Chumki always stands out. This morning, she’s in a black-and-red checked shirt over a maroon vest, tucked into faded and fitted black tights. She is shod in slip-on fabric shoes. A black thread with a tarnished Shiva pendant hangs around her neck. Her hair is cropped short; her dark skin is greasy—but without the olive-grey tinge of those who use fairness creams. Chumki isn’t fair, and she doesn’t want to be. She’s never worn a sari, and says she never will. She can’t cook and doesn’t want to learn.
It’s her refusal to marry that fascinates the group most. “In exchange for sindoor and bangles, they hand over hard-earned money to their husbands who drink it away and beat them at night. I don’t want that life,” says the 24-year-old. “I beat up men who misbehave with me. And aunty,” she adds with a wink, “mein ladki ke saath sex karta hoon” (I have sex with a girl)—using the male pronoun in Hindi for herself.
“I watch everything on my phone.” She says she has “put internet” into her phone. She is a typical, phone-first user of fictional content, long or short. Any favourites? I ask
“Oh, many. I like everything where girls fight them back.”
Who’s ‘them’?
“Everyone who hates women but makes a big natak of loving them—mothers, mothers-in-law, boyfriends, brothers, husbands, shop- keepers …”
“You feel most people don’t love women?”
“Yes. They hate girls like me particularly.”
“Why?”
“Because I’m strong.
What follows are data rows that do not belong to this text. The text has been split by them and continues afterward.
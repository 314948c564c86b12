use async_trait::async_trait;
use aws_sdk_cognitoidentityprovider::types::{AttributeType, AuthFlowType, MessageActionType};
use aws_sdk_cognitoidentityprovider::Client as CognitoClient;

use crate::error::ApiError;
use crate::types::AuthToken;

/// Narrow contract over the identity provider. Pool and client resolution is
/// a linear scan on every call; pool membership can change between
/// invocations, so nothing is cached here. A caching decorator can wrap this
/// trait without touching the router.
#[async_trait]
pub trait IdentityProvider: Send + Sync {
    /// Resolve a logical pool name to its pool id by exact name match.
    async fn resolve_pool_id(&self, pool_name: &str) -> Result<Option<String>, ApiError>;

    /// First app client registered against the pool. The deployment assumes
    /// exactly one client per pool.
    async fn resolve_client_id(&self, pool_id: &str) -> Result<Option<String>, ApiError>;

    /// Pool-wide search for an account with the given email attribute.
    async fn account_exists(&self, pool_id: &str, email: &str) -> Result<bool, ApiError>;

    /// Create an account with username = email and a suppressed welcome
    /// message.
    async fn create_account(&self, pool_id: &str, email: &str) -> Result<(), ApiError>;

    /// Set the password directly to permanent, bypassing the
    /// temporary-password flow.
    async fn set_permanent_password(
        &self,
        pool_id: &str,
        email: &str,
        password: &str,
    ) -> Result<(), ApiError>;

    /// Admin-initiated password auth. Returns the id token as the bearer
    /// token; rejected credentials or an absent authentication result fail
    /// with `AuthFailed`.
    async fn authenticate(
        &self,
        pool_id: &str,
        client_id: &str,
        email: &str,
        password: &str,
    ) -> Result<AuthToken, ApiError>;
}

/// Cognito-backed implementation.
pub struct CognitoIdentity {
    client: CognitoClient,
}

impl CognitoIdentity {
    pub fn new(client: CognitoClient) -> Self {
        Self { client }
    }
}

#[async_trait]
impl IdentityProvider for CognitoIdentity {
    async fn resolve_pool_id(&self, pool_name: &str) -> Result<Option<String>, ApiError> {
        let pools = self
            .client
            .list_user_pools()
            .max_results(60)
            .send()
            .await
            .map_err(|e| upstream("list_user_pools", e))?;

        Ok(pools
            .user_pools()
            .iter()
            .find(|pool| pool.name() == Some(pool_name))
            .and_then(|pool| pool.id())
            .map(|id| id.to_string()))
    }

    async fn resolve_client_id(&self, pool_id: &str) -> Result<Option<String>, ApiError> {
        let clients = self
            .client
            .list_user_pool_clients()
            .user_pool_id(pool_id)
            .send()
            .await
            .map_err(|e| upstream("list_user_pool_clients", e))?;

        Ok(clients
            .user_pool_clients()
            .first()
            .and_then(|client| client.client_id())
            .map(|id| id.to_string()))
    }

    async fn account_exists(&self, pool_id: &str, email: &str) -> Result<bool, ApiError> {
        let users = self
            .client
            .list_users()
            .user_pool_id(pool_id)
            .filter(format!("email = \"{email}\""))
            .send()
            .await
            .map_err(|e| upstream("list_users", e))?;

        Ok(!users.users().is_empty())
    }

    async fn create_account(&self, pool_id: &str, email: &str) -> Result<(), ApiError> {
        let email_attribute = AttributeType::builder()
            .name("email")
            .value(email)
            .build()
            .map_err(|e| ApiError::Upstream(format!("invalid email attribute: {e}")))?;

        self.client
            .admin_create_user()
            .user_pool_id(pool_id)
            .username(email)
            .user_attributes(email_attribute)
            .message_action(MessageActionType::Suppress)
            .send()
            .await
            .map_err(|e| upstream("admin_create_user", e))?;

        Ok(())
    }

    async fn set_permanent_password(
        &self,
        pool_id: &str,
        email: &str,
        password: &str,
    ) -> Result<(), ApiError> {
        self.client
            .admin_set_user_password()
            .user_pool_id(pool_id)
            .username(email)
            .password(password)
            .permanent(true)
            .send()
            .await
            .map_err(|e| upstream("admin_set_user_password", e))?;

        Ok(())
    }

    async fn authenticate(
        &self,
        pool_id: &str,
        client_id: &str,
        email: &str,
        password: &str,
    ) -> Result<AuthToken, ApiError> {
        let result = self
            .client
            .admin_initiate_auth()
            .auth_flow(AuthFlowType::AdminNoSrpAuth)
            .user_pool_id(pool_id)
            .client_id(client_id)
            .auth_parameters("USERNAME", email)
            .auth_parameters("PASSWORD", password)
            .send()
            .await;

        match result {
            Ok(output) => match output.authentication_result().and_then(|r| r.id_token()) {
                Some(token) => Ok(AuthToken {
                    access_token: token.to_string(),
                }),
                None => {
                    tracing::error!("no authentication result returned for {email}");
                    Err(ApiError::AuthFailed)
                }
            },
            Err(err) => {
                let service_err = err.into_service_error();
                if service_err.is_not_authorized_exception()
                    || service_err.is_user_not_found_exception()
                {
                    tracing::info!("authentication rejected for {email}");
                    Err(ApiError::AuthFailed)
                } else {
                    Err(ApiError::Upstream(format!(
                        "admin_initiate_auth failed: {service_err}"
                    )))
                }
            }
        }
    }
}

fn upstream(operation: &str, err: impl std::fmt::Display) -> ApiError {
    ApiError::Upstream(format!("{operation} failed: {err}"))
}
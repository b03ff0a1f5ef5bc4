///! Public IP discovery via an IP echo service

use serde::Deserialize;

use super::FlyoverClient;
use crate::error::LookupError;

const WHAT: &str = "IP";

/// Success body shape: `{ "ip": "<string>" }`
#[derive(Debug, Deserialize)]
struct IpEchoResponse {
    ip: String,
}

impl FlyoverClient {
    /// Ask the IP echo service for the caller's apparent public IP.
    ///
    /// The address is passed through exactly as the service reports it,
    /// with no validation of its shape.
    pub async fn public_ip(&self) -> Result<String, LookupError> {
        let url = format!("{}/?format=json", self.endpoints.ip_echo);
        tracing::debug!("Fetching public IP from {}", url);

        let response = self
            .client
            .get(&url)
            .send()
            .await
            .map_err(|e| LookupError::Transport {
                what: WHAT,
                source: e,
            })?;

        let status = response.status();
        let body = response
            .text()
            .await
            .map_err(|e| LookupError::Transport {
                what: WHAT,
                source: e,
            })?;

        if status != reqwest::StatusCode::OK {
            return Err(LookupError::Status {
                what: WHAT,
                status: status.as_u16(),
                body,
            });
        }

        let echo: IpEchoResponse =
            serde_json::from_str(&body).map_err(|e| LookupError::Decode {
                what: WHAT,
                source: e,
            })?;

        Ok(echo.ip)
    }
}
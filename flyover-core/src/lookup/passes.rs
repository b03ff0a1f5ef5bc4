///! ISS pass time prediction

use serde::Deserialize;

use super::{Coordinates, FlyoverClient, PassTime};
use crate::error::LookupError;

const WHAT: &str = "pass times";

/// Success body shape: `{ "response": [ { "risetime": .., "duration": .. }, .. ] }`
#[derive(Debug, Deserialize)]
struct PassesResponse {
    response: Vec<PassTime>,
}

impl FlyoverClient {
    /// Fetch upcoming ISS passes over the given coordinates.
    ///
    /// Records come back in the order the service produced them; nothing
    /// is re-sorted or reshaped.
    pub async fn upcoming_passes(
        &self,
        coords: Coordinates,
    ) -> Result<Vec<PassTime>, LookupError> {
        let url = format!(
            "{}/json/?lat={}&lon={}",
            self.endpoints.passes, coords.latitude, coords.longitude
        );
        tracing::debug!("Fetching pass times from {}", url);

        let response = self
            .client
            .get(&url)
            .send()
            .await
            .map_err(|e| LookupError::Transport {
                what: WHAT,
                source: e,
            })?;

        let status = response.status();
        let body = response
            .text()
            .await
            .map_err(|e| LookupError::Transport {
                what: WHAT,
                source: e,
            })?;

        if status != reqwest::StatusCode::OK {
            return Err(LookupError::Status {
                what: WHAT,
                status: status.as_u16(),
                body,
            });
        }

        let parsed: PassesResponse =
            serde_json::from_str(&body).map_err(|e| LookupError::Decode {
                what: WHAT,
                source: e,
            })?;

        Ok(parsed.response)
    }
}
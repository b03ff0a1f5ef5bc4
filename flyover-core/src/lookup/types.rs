///! Data types shared across the lookup chain

use chrono::{DateTime, Utc};
use serde::{Deserialize, Serialize};

/// Geographic position resolved from the caller's public IP
#[derive(Debug, Clone, Copy, PartialEq, Serialize, Deserialize)]
pub struct Coordinates {
    pub latitude: f64,
    pub longitude: f64,
}

/// One predicted overhead pass, as reported by the prediction service
#[derive(Debug, Clone, Copy, PartialEq, Eq, Serialize, Deserialize)]
pub struct PassTime {
    /// Rise time, seconds since the Unix epoch
    pub risetime: i64,
    /// Length of the visibility window in seconds
    pub duration: u32,
}

impl PassTime {
    /// Rise time as a UTC datetime (None if the epoch value is out of
    /// chrono's representable range)
    pub fn rise_datetime(&self) -> Option<DateTime<Utc>> {
        DateTime::from_timestamp(self.risetime, 0)
    }
}
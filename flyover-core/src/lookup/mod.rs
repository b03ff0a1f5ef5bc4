///! Overhead pass lookup chain
///!
///! One submodule per remote data source, each feeding the next:
///! - `ip`: public IP discovery (IP echo service)
///! - `geo`: IP geolocation
///! - `passes`: ISS pass prediction
///!
///! `FlyoverClient` owns the HTTP client and the service endpoints and
///! exposes the composed operation [`FlyoverClient::next_passes`].

mod geo;
mod ip;
mod passes;
mod types;

pub use types::{Coordinates, PassTime};

use std::time::Duration;

use crate::error::LookupError;

const REQUEST_TIMEOUT_SECONDS: u64 = 30;

/// Base URLs of the three remote services.
///
/// Defaults point at the public instances; the CLI config and the test
/// suite substitute their own.
#[derive(Debug, Clone)]
pub struct Endpoints {
    /// IP echo service, queried as `{base}/?format=json`
    pub ip_echo: String,
    /// Geolocation service, queried as `{base}/{ip}`
    pub geo: String,
    /// Pass prediction service, queried as `{base}/json/?lat=..&lon=..`
    pub passes: String,
}

impl Default for Endpoints {
    fn default() -> Self {
        Self {
            ip_echo: "https://api.ipify.org".to_string(),
            geo: "http://ipwho.is".to_string(),
            passes: "https://iss-flyover.herokuapp.com".to_string(),
        }
    }
}

/// Lookup chain client – owns the HTTP client and the service endpoints.
pub struct FlyoverClient {
    client: reqwest::Client,
    endpoints: Endpoints,
}

impl FlyoverClient {
    pub fn new(endpoints: Endpoints) -> Self {
        Self {
            client: reqwest::Client::builder()
                .timeout(Duration::from_secs(REQUEST_TIMEOUT_SECONDS))
                .user_agent(concat!("flyover/", env!("CARGO_PKG_VERSION")))
                .build()
                .expect("Failed to build reqwest client"),
            endpoints,
        }
    }

    /// Run the full chain: public IP → coordinates → upcoming passes.
    ///
    /// Strictly sequential, each step consumes the previous step's
    /// result. The first failing step ends the chain and its error is
    /// returned unchanged; later steps are never attempted.
    pub async fn next_passes(&self) -> Result<Vec<PassTime>, LookupError> {
        let ip = self.public_ip().await?;
        tracing::info!("Public IP resolved: {}", ip);

        let coords = self.locate(&ip).await?;
        tracing::info!(
            "Coordinates resolved: latitude {}, longitude {}",
            coords.latitude,
            coords.longitude
        );

        let passes = self.upcoming_passes(coords).await?;
        tracing::info!("Fetched {} upcoming passes", passes.len());

        Ok(passes)
    }
}

impl Default for FlyoverClient {
    fn default() -> Self {
        Self::new(Endpoints::default())
    }
}
use chrono::Local;
use flyover_core::PassTime;

/// Render the predicted passes for the console, one per line.
pub fn format_passes(passes: &[PassTime]) -> String {
    if passes.is_empty() {
        return "No upcoming passes found for your location.".to_string();
    }

    passes
        .iter()
        .map(format_pass)
        .collect::<Vec<_>>()
        .join("\n")
}

fn format_pass(pass: &PassTime) -> String {
    let when = match pass.rise_datetime() {
        Some(dt) => dt
            .with_timezone(&Local)
            .format("%a %b %d %Y %H:%M:%S %z")
            .to_string(),
        // Epoch values chrono cannot represent are shown raw
        None => format!("epoch {}", pass.risetime),
    };

    format!("Next pass at {} for {} seconds!", when, pass.duration)
}
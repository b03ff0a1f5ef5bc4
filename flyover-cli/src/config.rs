use flyover_core::Endpoints;
use serde::{Deserialize, Serialize};

#[derive(Debug, Clone, Serialize, Deserialize)]
pub struct CliConfig {
    #[serde(default = "default_log_level")]
    pub log_level: String,

    #[serde(default = "default_ip_echo_url")]
    pub ip_echo_url: String,

    #[serde(default = "default_geo_url")]
    pub geo_url: String,

    #[serde(default = "default_pass_url")]
    pub pass_url: String,
}

fn default_log_level() -> String {
    "info".to_string()
}

fn default_ip_echo_url() -> String {
    Endpoints::default().ip_echo
}

fn default_geo_url() -> String {
    Endpoints::default().geo
}

fn default_pass_url() -> String {
    Endpoints::default().passes
}

impl Default for CliConfig {
    fn default() -> Self {
        Self {
            log_level: default_log_level(),
            ip_echo_url: default_ip_echo_url(),
            geo_url: default_geo_url(),
            pass_url: default_pass_url(),
        }
    }
}

impl CliConfig {
    pub fn from_file(path: &str) -> anyhow::Result<Self> {
        let content = std::fs::read_to_string(path)?;
        let config: CliConfig = toml::from_str(&content)?;
        Ok(config)
    }

    /// Read the config file if it exists, otherwise fall back to the
    /// built-in defaults.
    pub fn load_or_default(path: &str) -> anyhow::Result<Self> {
        if std::path::Path::new(path).exists() {
            Self::from_file(path)
        } else {
            Ok(Self::default())
        }
    }

    pub fn endpoints(&self) -> Endpoints {
        Endpoints {
            ip_echo: self.ip_echo_url.clone(),
            geo: self.geo_url.clone(),
            passes: self.pass_url.clone(),
        }
    }
}
///! flyover-core – ISS pass prediction for the caller's own location
///!
///! Chains three remote lookups: an IP echo service (what is my public
///! IP), an IP geolocation service (where is that IP), and a pass
///! prediction service (when is the ISS visible overhead there). Each
///! step feeds the next; the first failure ends the chain.

pub mod error;
pub mod lookup;

pub use error::LookupError;
pub use lookup::{Coordinates, Endpoints, FlyoverClient, PassTime};
use tracing_subscriber::{fmt, prelude::*, EnvFilter};

/// Initialize the global tracing subscriber.
///
/// Events go to stderr so the rendered pass list keeps stdout to
/// itself. `RUST_LOG` refines the configured base level.
pub fn init_logging(level: &str) {
    let level = match level {
        "trace" => level,
        "debug" => level,
        "info" => level,
        "warn" => level,
        "error" => level,
        _ => "info",
    };

    let filter = EnvFilter::builder()
        .with_default_directive(level.parse().unwrap())
        .parse_lossy(&std::env::var("RUST_LOG").unwrap_or_default());

    let stderr_layer = fmt::layer()
        .with_writer(std::io::stderr)
        .with_ansi(true)
        .with_filter(filter);

    tracing_subscriber::registry().with(stderr_layer).init();
}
Because I wear shirts and pants.”
Which are your favourite series?
She can’t remember names, just scenes. ‘What’s that one where they say sabka number aayega?’
“Jamtara?”
“Haan, haan, wohi.” She loved it and even tried making mock scam calls for OTPs. Her audience? The morning tanta crowd.
“Also, aunty, I like Golu. Golu ki belt dekhi hai? (Have you seen Golu’s belt?) It’s like mine,’ she says, pointing to her worn faux-leather belt that cinches her faded pants.
‘Golu from Mirzapur?’
She nods.
‘Do you want to be like Golu or Gudiya?’
‘Golu. But I like Gudiya too—the girl who marries her fraud boy-friend and becomes a bigger fraud, right?’
She shows me a video of herself dancing at home, a bottle of Coke in hand. ‘I left it on Instagram,’ she says. ‘Posting’ is not her word. Abandoned near a Mother Dairy booth in the very colony where she works, Chumki was about ten, she says. ‘I hadn’t got my periods yet,’ she adds, calculating the years. Brought to Noida by debt-ridden parents from Gangarampur in West Bengal, her mother battling breast cancer, Chumki was abandoned by the woman who her parents had trusted to give her two meagre meals in exchange for work. No real home; she would squat on a torn mattress in the veranda of the woman’s house, until the day the haraami (her word) dumped her. Sumitra, a kindly domestic worker, found her alone and terrified, and brought her home—warmth at first sight. That was fifteen years ago. Since then, Sumitra has been her mausi-ma, beloved mother figure. Chumki who refuses to be a Sarkar, Ghosh or Mondal, says her adopted family is all she needs. She adjusts her belt, sucks in her tummy, leans back.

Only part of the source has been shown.